なんと五円玉の色の変化で内部の発酵状況を見極めるそうです。そうして待つこと6ヵ月。屋内タンクに移してさらに6ヵ月間待って、ようやくできあがる酢はさっぱりしながらもまろやかでツンとこない味。

ところで甕で仕込む前に焼いた炭を入れるのが大山食品独特の製法にはどういう理由があるのでしょう?

「それがよくわからないんですよ。色々調べたんですが、ほかにそういうところをやっているところはない、と。炭は多孔質で微生物にいいとか、場を良くするとか、色々とあるんだと思うんです。でも、昔からやっていたからとにかくそれを守っていこう、と」

理由はわからないというところが神秘的です。成分分析を見ると酢酸以外の成分の多さに驚きます。なにより旨味成分となるアミノ酸が非常に豊富で、直接飲めるのはもちろん料理に使うのにとてもいいようです。

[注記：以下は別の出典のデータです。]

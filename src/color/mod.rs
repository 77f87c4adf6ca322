//! Color model: hex, RGB and HSL representations, literal parsing, and
//! manipulations (lighten, mix, palettes, ...).

pub mod manipulate;
pub mod model;
pub mod parse;

pub use manipulate::{
    adjust_hue, complementary, darken, desaturate, generate_palette, grayscale, invert, is_dark,
    is_light, lighten, mix, saturate,
};
pub use model::{
    hex_to_hsl, hex_to_rgb, hsl_to_hex, hsl_to_rgb, is_valid_hex, rgb_to_hex, rgb_to_hsl,
    ColorError, Hsl, Rgb,
};
pub use parse::{is_color, parse_color};
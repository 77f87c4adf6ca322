//! Design tokens: theme descriptions, token values, reference resolution and
//! component tables.

pub mod components;
pub mod dimension;
pub mod path;
pub mod resolver;
pub mod theme;
pub mod value;

pub use components::{
    resolve_component, resolve_component_tokens, ColorRole, ComponentToken, ComponentTokens,
    StateColors,
};
pub use dimension::{Dimension, Unit};
pub use path::{TokenPath, SECTIONS};
pub use resolver::{resolve_theme, resolve_token, resolve_value, resolve_value_at, ResolveError, ResolvedTheme};
pub use theme::{Theme, ThemeMeta};
pub use value::{TokenMap, TokenValue};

「南九州は温暖ですから、今のように空調とかない時代は魚の保存をはじめ酢で保存性を高めるということで酢はよく使われていたと思います」

南北に長い日本。それぞれの土地の紀行を活かした食文化が日本の味を支えています。

食育という言葉を明治時代にはじめて文中に記した石塚左弦は『春は苦み、夏は酢の物、秋は辛み、冬は油』という言葉を残しています。春が来て、梅雨が明ければ、暑い夏です。今年の夏は酢で乗り切るといたしましょう。

『取材後期』

005綾町は有機農業の里としても知られ、照葉樹林帯が生み出す水は全国屈指の味だ。日本料理は水の味と言われる。その水をつくるのは照葉樹林帯である。天然のフィルターを通した水は味わい深く、おかしな表現かもしれないが『生きている』感じがした。そんな水を使ってつくられたお酢はきれいな味だった。